Attention deficit hyperactivity disorder (ADHD) is a condition that causes inattentiveness, impulsivity, and hyperactivity— and can significantly impact academic success. Both children and adults can have ADHD, but the symptoms always begin in childhood.
How many children are diagnosed with ADHD?
- About four million American children— up to 11 percent of school age children
- ADHD is more prevalent among males than females, with a 3 to 1 ratio
Vision and ADHD
While children with 20/20 eyesight may be able to see distant objects clearly, they can still suffer from vision problems that affect their learning performance. These children often present with specific behaviors because their visual systems simply cannot keep up with the demands of the classroom and curriculum.
In many cases, these behaviors lead teachers and parents to believe that the child suffers from ADHD.

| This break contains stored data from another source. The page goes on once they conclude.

// Component model for DocuAgent
//
// All data structures produced by the Python extractor: modules, classes, functions,
// methods, properties and parameters. Records are built once by the extractor and never
// mutated afterwards; every consumer (outline, store, description plumbing) reads them.

use serde::{Deserialize, Serialize};

/// Kinds of documented components
///
/// Closed set: the outline, the selection store and the renderer all key off these values.
#[derive(Debug, Clone, Copy, Serialize, Deserialize, PartialEq, Eq, Hash)]
#[serde(rename_all = "snake_case")]
pub enum ComponentKind {
    Module,
    Class,
    Function,
    Method,
    Property,
    Constant,
    Variable,
}

impl std::fmt::Display for ComponentKind {
    fn fmt(&self, f: &mut std::fmt::Formatter<'_>) -> std::fmt::Result {
        match self {
            ComponentKind::Module => write!(f, "module"),
            ComponentKind::Class => write!(f, "class"),
            ComponentKind::Function => write!(f, "function"),
            ComponentKind::Method => write!(f, "method"),
            ComponentKind::Property => write!(f, "property"),
            ComponentKind::Constant => write!(f, "constant"),
            ComponentKind::Variable => write!(f, "variable"),
        }
    }
}

impl ComponentKind {
    /// Convert from string representation (for persisted outlines)
    pub fn from_string(s: &str) -> Option<Self> {
        match s {
            "module" => Some(ComponentKind::Module),
            "class" => Some(ComponentKind::Class),
            "function" => Some(ComponentKind::Function),
            "method" => Some(ComponentKind::Method),
            "property" => Some(ComponentKind::Property),
            "constant" => Some(ComponentKind::Constant),
            "variable" => Some(ComponentKind::Variable),
            _ => None,
        }
    }
}

/// Capabilities shared by every documented entity
pub trait Component {
    /// Content-derived identifier (see `generate_id`)
    fn id(&self) -> &str;
    fn name(&self) -> &str;
    fn kind(&self) -> ComponentKind;
    /// Relative Unix-style path of the defining file
    fn file_path(&self) -> &str;
    /// 1-based line of the declaration keyword
    fn line_number(&self) -> u32;
    fn docstring(&self) -> Option<&str>;
    /// Verbatim source of the declaration span, when it could be recovered
    fn source_text(&self) -> Option<&str>;
}

/// A function or method parameter
///
/// Purely descriptive: defaults and annotations are rendered expression text.
#[derive(Debug, Clone, Serialize, Deserialize, PartialEq, Eq)]
pub struct Parameter {
    /// Parameter name; variadics carry a `*` / `**` prefix
    pub name: String,
    pub type_annotation: Option<String>,
    pub default_value: Option<String>,
    pub description: Option<String>,
}

impl Parameter {
    pub fn new(name: impl Into<String>) -> Self {
        Self {
            name: name.into(),
            type_annotation: None,
            default_value: None,
            description: None,
        }
    }
}

/// Module constant, class variable, or a method promoted to a property
#[derive(Debug, Clone, Serialize, Deserialize, PartialEq, Eq)]
pub struct Property {
    pub id: String,
    pub name: String,
    /// `Constant` at module level, `Variable` for class variables, `Property` for
    /// methods decorated as properties
    pub kind: ComponentKind,
    pub file_path: String,
    pub line_number: u32,
    pub docstring: Option<String>,
    pub source_text: Option<String>,
    pub type_annotation: Option<String>,
    pub default_value: Option<String>,
    pub is_class_var: bool,
}

/// A standalone function
#[derive(Debug, Clone, Serialize, Deserialize, PartialEq, Eq)]
pub struct Function {
    pub id: String,
    pub name: String,
    pub file_path: String,
    pub line_number: u32,
    pub docstring: Option<String>,
    pub source_text: Option<String>,
    pub parameters: Vec<Parameter>,
    pub return_type: Option<String>,
    pub is_async: bool,
    pub decorators: Vec<String>,
}

/// A function defined in a class body
#[derive(Debug, Clone, Serialize, Deserialize, PartialEq, Eq)]
pub struct Method {
    pub id: String,
    pub name: String,
    pub file_path: String,
    pub line_number: u32,
    pub docstring: Option<String>,
    pub source_text: Option<String>,
    /// Parameters without the implicit receiver
    pub parameters: Vec<Parameter>,
    pub return_type: Option<String>,
    pub is_async: bool,
    pub decorators: Vec<String>,
    pub is_static: bool,
    pub is_classmethod: bool,
    pub is_property: bool,
    pub parent_class: String,
}

/// A class definition with its public members
#[derive(Debug, Clone, Serialize, Deserialize, PartialEq, Eq)]
pub struct Class {
    pub id: String,
    pub name: String,
    pub file_path: String,
    pub line_number: u32,
    pub docstring: Option<String>,
    pub source_text: Option<String>,
    pub base_classes: Vec<String>,
    pub methods: Vec<Method>,
    pub properties: Vec<Property>,
    pub class_variables: Vec<Property>,
    pub decorators: Vec<String>,
}

/// One parsed source file
#[derive(Debug, Clone, Serialize, Deserialize, PartialEq, Eq)]
pub struct Module {
    pub id: String,
    /// File stem
    pub name: String,
    pub file_path: String,
    pub line_number: u32,
    pub docstring: Option<String>,
    pub source_text: Option<String>,
    pub classes: Vec<Class>,
    pub functions: Vec<Function>,
    pub constants: Vec<Property>,
    /// Flat dotted names of everything imported anywhere in the file
    pub imports: Vec<String>,
    /// Explicit export list (`__all__`), in declaration order
    pub export_list: Option<Vec<String>>,
    /// BLAKE3 hex digest of the source text
    pub content_hash: String,
}

impl Module {
    /// A module contributes to the outline only through classes, functions or constants.
    /// Imports and the members of classes do not count.
    pub fn has_public_api(&self) -> bool {
        !(self.classes.is_empty() && self.functions.is_empty() && self.constants.is_empty())
    }

    /// Resolve any component defined in this module by id
    pub fn find(&self, id: &str) -> Option<ComponentRef<'_>> {
        self.components().find(|component| component.id() == id)
    }

    /// Every component of the module, parent before children
    pub fn components(&self) -> impl Iterator<Item = ComponentRef<'_>> {
        std::iter::once(ComponentRef::Module(self))
            .chain(self.classes.iter().flat_map(|class| {
                std::iter::once(ComponentRef::Class(class))
                    .chain(class.methods.iter().map(ComponentRef::Method))
                    .chain(class.properties.iter().map(ComponentRef::Property))
                    .chain(class.class_variables.iter().map(ComponentRef::Property))
            }))
            .chain(self.functions.iter().map(ComponentRef::Function))
            .chain(self.constants.iter().map(ComponentRef::Property))
    }
}

/// Resolve a component id across a module list; `None` for dangling ids
pub fn find_component<'a>(modules: &'a [Module], id: &str) -> Option<ComponentRef<'a>> {
    modules.iter().find_map(|module| module.find(id))
}

/// Borrowed view over any component record
#[derive(Debug, Clone, Copy)]
pub enum ComponentRef<'a> {
    Module(&'a Module),
    Class(&'a Class),
    Function(&'a Function),
    Method(&'a Method),
    Property(&'a Property),
}

macro_rules! impl_component {
    ($ty:ty, $kind:expr) => {
        impl Component for $ty {
            fn id(&self) -> &str {
                &self.id
            }
            fn name(&self) -> &str {
                &self.name
            }
            fn kind(&self) -> ComponentKind {
                $kind
            }
            fn file_path(&self) -> &str {
                &self.file_path
            }
            fn line_number(&self) -> u32 {
                self.line_number
            }
            fn docstring(&self) -> Option<&str> {
                self.docstring.as_deref()
            }
            fn source_text(&self) -> Option<&str> {
                self.source_text.as_deref()
            }
        }
    };
}

impl_component!(Module, ComponentKind::Module);
impl_component!(Class, ComponentKind::Class);
impl_component!(Function, ComponentKind::Function);
impl_component!(Method, ComponentKind::Method);

impl Component for Property {
    fn id(&self) -> &str {
        &self.id
    }
    fn name(&self) -> &str {
        &self.name
    }
    fn kind(&self) -> ComponentKind {
        self.kind
    }
    fn file_path(&self) -> &str {
        &self.file_path
    }
    fn line_number(&self) -> u32 {
        self.line_number
    }
    fn docstring(&self) -> Option<&str> {
        self.docstring.as_deref()
    }
    fn source_text(&self) -> Option<&str> {
        self.source_text.as_deref()
    }
}

impl<'a> ComponentRef<'a> {
    fn inner(&self) -> &'a dyn Component {
        match *self {
            ComponentRef::Module(module) => module,
            ComponentRef::Class(class) => class,
            ComponentRef::Function(function) => function,
            ComponentRef::Method(method) => method,
            ComponentRef::Property(property) => property,
        }
    }
}

impl Component for ComponentRef<'_> {
    fn id(&self) -> &str {
        self.inner().id()
    }
    fn name(&self) -> &str {
        self.inner().name()
    }
    fn kind(&self) -> ComponentKind {
        self.inner().kind()
    }
    fn file_path(&self) -> &str {
        self.inner().file_path()
    }
    fn line_number(&self) -> u32 {
        self.inner().line_number()
    }
    fn docstring(&self) -> Option<&str> {
        self.inner().docstring()
    }
    fn source_text(&self) -> Option<&str> {
        self.inner().source_text()
    }
}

Fifteen out of the eighteen criteria for a diagnosis of ADHD overlap with behaviors that can present from a visual problem.
Common ADHD behaviors
- Inability to maintain attention and stay on task
- Inability to sit still, fidgety
- Poor listening skills
- Difficulty following directions
- Loses and misplaces things often
- Careless mistakes in homework and class work
- Talks excessively and interrupts others
- Difficulty playing quietly
- Difficulty with organizing and prioritizing
- Moves from one activity to another
ADHD and medication
A careful diagnosis of ADHD, while ruling out other possibilities, is crucial in order to prevent medicating a child when medication is not indicated.
Approximately 65% of children with ADHD are prescribed psychostimulant medications.
How do ADHD medications work?
Ritalin, along with other psychostimulant drugs, function to increase the levels of dopamine and norepinephrine in the brain. Dopamine is an important chemical involved in attention, motivation, memory, reward, and regulation of body movements.
Norepinephrine is a chemical responsible for actions that occur in reaction to activation of the sympathetic nervous system (SNS). The SNS directs fight or flight responses when the body perceives imminent danger or stress— for people with ADHD, this can help to increase alertness.
How do psychostimulant drugs affect vision?
Psychostimulant drugs activate the SNS, by causing the brain to release an increased amount of norepinephrine. This response consequently causes certain behavioral reactions and visual changes in order to help the person “survive” the stressful situation.
For example, in order to help a person to see a dangerous situation more effectively, the SNS will restrict the visual field, causing perceptual narrowing or tunnel vision, as well as increase focusing acuity to a two meter distance. While this is truly necessary for a threatening situation, as a side effect for ADHD medication, this type of visual change can make learning difficult.
Reading and learning requires close vision, most tasks requiring focusing ability at about 12-18 inches from a child’s eyes. ADHD medications can therefore cause vision changes that make it quite difficult for children to see clearly in order to read and learn properly.
What are the visual side effects of ADHD medication?
A child who has been prescribed a medication for ADHD may experience an increase in their visual problems— leading to increased difficulty to maintain attention in class, as well as other challenges that may imitate ADHD behavior.
- The following stimulant drugs have shown to cause visual side effects: Ritalin, Concerta, Metadate, Daytrana (methylphenidate), Focalin (dexmethylphenidate), Dextrostat, Dexedrine (dextroamphetamine), Adderall (amphetamine), and Vyvanse (Lisdexamfetamine)
- Reduced focusing power
- Dilated pupils
- Blurry vision
- Another ADHD drug called Cylert (pemoline) can cause:
- Nonstimulant medications such as Strattera (atomoxetine) and Wellbutrin (bupropion) can also cause visual side effects such as blurry vision.
If your child is currently taking ADHD medication and continues to struggle with academic achievements, schedule a comprehensive vision evaluation.
If your child is showing signs of ADHD, rule out the possibility of a vision problem, such as Convergence Insufficiency. This will facilitate prevention of a misdiagnosis and inappropriate dispensing of medication that can actually exacerbate a vision problem.